It’s not really very difficult though is it?

You have your super offensive words that even the most gammony of gammons would accept was offensive . Things like n*gger, p*ki, ch*nk.

Then you have the words your kindly 90 year old grandmother might get away with saying, but everyone else knows is wrong. Things like “coloured”, “half-caste” or “funny tinge” for instance.

Then you have the words that normal people use with no problems. White, Black and Asian for example.

If people want to make important points without creating a furore then they should probably try not being stupid twats when describing people.

I don't think it's as black and white (ha) as you think it is.

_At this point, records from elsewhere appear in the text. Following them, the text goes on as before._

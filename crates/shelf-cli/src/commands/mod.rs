pub mod add;
pub mod auth_cmd;
pub mod common;
pub mod find;
pub mod list;
pub mod remove;
pub mod sync;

Obviously there are words that shouldn't be used, like the first examples you gave, but there are grey areas in the other terms. My girlfriend is Asian (Pakistani) and refers to herself and her family as 'coloured'. But even Asian isn't straightforward, as you could be talking about South Asian or East Asian, and there are different terms withi those (far eastern, oriental, etc, which some people might not like). The Guardian constantly uses 'person of colour', and if you read it every day you might think it's perfectly fine to a call a black person that, while they might find take offense. I've met mixed-race people who don't like being called mixed-race and prefer black, while somebody like Meghan Markle says she prefers being called mixed-race to being called black. Some Americans find 'black' offensive and prefer african american.

That's where the 'difficulty' comes in and people can be caught out, especially online.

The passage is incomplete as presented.